Day 54: What Students Do in WVU Immigration Law Clinic

This year’s Immigration Law Clinic is now underway! The students are learning their cases, making appointments to introduce themselves to their clients, and beginning to tackle new skills that will prepare them for law practice.

How the Law Clinic Works

As soon as possible, the students will take the lead on their cases. They will develop the facts, research legal issues, and discuss recommendations with their supervisors before conveying them to their clients. As much as possible, we attorneys will play backstop only, asking questions or suggesting ideas when necessary and letting the students develop and present their cases their own way.

How Many cases students handle and what kinds of legal skills they develop

This year, each of our teams will have one case in immigration court, giving them an opportunity to develop litigation skills like motion practice, briefing, witness preparation, direct examination, opening and closing statements, and negotiation with opposing counsel. We’ll practice these skills in class before (well, usually before) the students implement them in their cases. And we’ll reflect afterward on how it went and what they could do differently next time.

Each student team will work on two or three other matters as well. These include filing applications for immigration benefits, like green cards or naturalization. They may involve following pending litigation or agency rulemaking affecting our clients, and advising and advocating for our clients as the law evolves.

Other skills we’ll focus on in class this year include case planning and mapping, client interviewing, preparing and filing motions that comply with court rules, client-centered lawyering, trauma-informed lawyering, and cross cultural communication.

Legal Issues in Our Cases

Most of our current cases involve humanitarian immigration claims, but we also have a several family-based immigration cases. We’ve done employment-based cases in the past but we’re not doing any now. Students will get a look at those types of cases during in-class simulations and exercises.

Below is a sample of claims we are currently working on:

Asylum

Unaccompanied minors (Special Immigrant Juvenile Status)

DACA

Violence Against Women Act

U.N. Convention Against Torture

Cancellation based on extreme hardship to a U.S. citizen relative

Afghan parolees and military allies

Permanent residence based on marriage to a U.S. citizen

Professionalism

We also build in time each semester for stepping back and thinking about who and how we want to be as lawyers. Immigration practice - especially asylum and humanitarian work - is notoriously taxing, and it’s critical to develop a framework for maintaining (and sometimes regaining) balance as both lawyers and human beings in this line of work.

That may mean self-care practices like exercise, social support, and boundaries. This semester we’ll devote a class period to decompressing at Coopers Rock State Forest and reflecting and brainstorming about how to be our best when the work is at its hardest.

But balance may also involve developing a personal framework for thinking about hard work differently. For some, that might mean using it as the necessary fuel to dig deep and achieve elite performance.
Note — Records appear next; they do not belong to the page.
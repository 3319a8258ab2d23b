use anyhow::{Context, Result};
use clap::Parser;
use indicatif::{ProgressBar, ProgressStyle};
use std::env;
use std::path::{Path, PathBuf};
use std::process::ExitCode;
use std::sync::atomic::{AtomicBool, Ordering};
use std::sync::Arc;
use std::time::Instant;
use tracing::info;
use tracing_subscriber::EnvFilter;

use pdf_batch_qa::prelude::*;

#[derive(Parser)]
#[command(name = "pdfbatchqa", version)]
#[command(about = "Automated PDF quality assessment of digitisation batches", long_about = None)]
struct Cli {
    /// Root directory of the batch
    batch_dir: Option<PathBuf>,

    /// Configuration file (default: pdfbatchqa.toml in the user config directory)
    #[arg(long)]
    config: Option<PathBuf>,

    /// Validation profile; use "list" to show the available profiles
    #[arg(short, long)]
    profile: Option<String>,

    /// Prefix of the output files
    #[arg(short = 'x', long)]
    prefixout: Option<String>,

    /// Directory with validation profiles
    #[arg(long)]
    profiles_dir: Option<PathBuf>,

    /// Directory with Schematron schemas
    #[arg(long)]
    schemas_dir: Option<PathBuf>,

    /// Keep the full Schematron trace in the report
    #[arg(short, long)]
    verbose: bool,

    /// Number of files processed in parallel
    #[arg(short, long)]
    workers: Option<usize>,

    /// Run in batch mode (no progress bar)
    #[arg(long)]
    batch: bool,
}

fn main() -> ExitCode {
    tracing_subscriber::fmt()
        .with_env_filter(EnvFilter::try_from_default_env().unwrap_or_else(|_| EnvFilter::new("warn")))
        .with_writer(std::io::stderr)
        .init();

    match run(Cli::parse()) {
        Ok(()) => ExitCode::SUCCESS,
        Err(e) => {
            eprintln!("ERROR: {:#}", e);
            ExitCode::FAILURE
        }
    }
}

fn run(cli: Cli) -> Result<()> {
    let config_path = match &cli.config {
        Some(path) => path.clone(),
        None => default_config_path().context("cannot determine the configuration directory")?,
    };
    let config = Config::bootstrap(&config_path)?;
    let config_dir = config_path.parent().map(Path::to_path_buf).unwrap_or_default();

    let profiles_dir = cli
        .profiles_dir
        .clone()
        .unwrap_or_else(|| config.profiles_dir(&config_dir));
    let schemas_dir = cli.schemas_dir.clone().unwrap_or_else(|| config.schemas_dir(&config_dir));
    if !profiles_dir.is_dir() {
        return Err(ConfigError::MissingDirectory(profiles_dir).into());
    }

    let profile_name = cli
        .profile
        .clone()
        .or_else(|| config.profile.clone())
        .ok_or(ConfigError::ProfileUndefined)?;

    if LIST_KEYWORDS.contains(&profile_name.as_str()) {
        println!("Available profiles (directory {}):", profiles_dir.display());
        for name in list_profiles(&profiles_dir)? {
            println!("  - {}", name);
        }
        return Ok(());
    }

    let batch_dir = cli.batch_dir.clone().context("batch directory is undefined")?;
    if !batch_dir.is_dir() {
        return Err(ConfigError::MissingDirectory(batch_dir).into());
    }
    let batch_dir = if batch_dir.is_absolute() {
        batch_dir
    } else {
        env::current_dir()?.join(batch_dir)
    };

    let profile = Profile::load(&profiles_dir.join(&profile_name), &schemas_dir)?;
    info!("Loaded profile {} with {} rules", profile.path.display(), profile.rules.len());

    let tools = ExternalTools::from(&config.tools);
    if let Some(missing) = tools.missing().into_iter().next() {
        return Err(ConfigError::MissingFile(missing).into());
    }

    let prefix = cli.prefixout.clone().unwrap_or_else(|| config.prefix.clone());
    let verbose = cli.verbose || config.verbose;
    let workers = cli.workers.unwrap_or(config.workers).max(1);

    rayon::ThreadPoolBuilder::new()
        .num_threads(workers)
        .build_global()
        .context("Failed to build thread pool")?;

    // Set up graceful shutdown handler
    let shutdown_requested = Arc::new(AtomicBool::new(false));
    let shutdown_flag = shutdown_requested.clone();
    ctrlc::set_handler(move || {
        eprintln!("\n⚠️  Shutdown requested. Finishing current files...");
        shutdown_flag.store(true, Ordering::SeqCst);
    })
    .context("Error setting Ctrl-C handler")?;

    let files = collect_pdf_files(&batch_dir, "pdf")?;
    let mut writer = ReportWriter::create(&OutputPaths::from_prefix(&prefix))?;

    let progress = if cli.batch {
        ProgressBar::hidden()
    } else {
        let pb = ProgressBar::new(files.len() as u64);
        pb.set_style(
            ProgressStyle::default_bar()
                .template("{spinner:.green} [{elapsed_precise}] [{bar:40.cyan/blue}] {pos}/{len} ({percent}%) {msg}")?
                .progress_chars("#>-"),
        );
        pb
    };

    let start = Instant::now();
    println!("pdfbatchqa started: {} PDF file(s) in {}", files.len(), batch_dir.display());
    info!("Using {} worker thread(s)", workers);

    let ctx = BatchContext {
        profile,
        engine: Box::new(SchematronEngine::new()),
        extract_options: ExtractOptions { tools },
        verbose,
    };

    let summary = run_batch(&ctx, &files, &mut writer, workers, &shutdown_requested, &progress)?;
    writer.finish()?;

    if summary.interrupted {
        progress.finish_and_clear();
        eprintln!("⏹️  Graceful shutdown complete");
    } else {
        progress.finish_with_message("done");
    }

    info!(
        processed = summary.processed,
        failed = summary.failed,
        "batch finished in {:.1}s",
        start.elapsed().as_secs_f64()
    );
    println!("pdfbatchqa ended");
    println!("==================================================");
    println!("Processed: {}/{}", summary.processed, files.len());
    println!("Passed: {}", summary.passed);
    println!("Failed: {}", summary.failed);
    println!("Elapsed time: {:.2} minutes", start.elapsed().as_secs_f64() / 60.0);

    Ok(())
}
For others, it might be viewing the work as a means to fulfilling a sense of spiritual or religious calling.

Why Take Immigration Clinic?

Many of our students have long held the career goal of being an immigration lawyer. But not all of our students expect to practice immigration law. Either way, immigration law is a great vehicle for learning a wide variety of lawyering skills. It can provide litigation practice, regulatory experience, and legislative lobbying - sometimes all in the same case.

Immigration practice is often one-on-one, you as a lawyer in relationship with another person or family. Few areas of law bring issues of cultural competence and trauma-informed lawyering into more sharp relief.

And of all the areas of law I’ve worked in (perhaps a dozen), none demands more grit - nor rewards grit more richly - than immigration practice.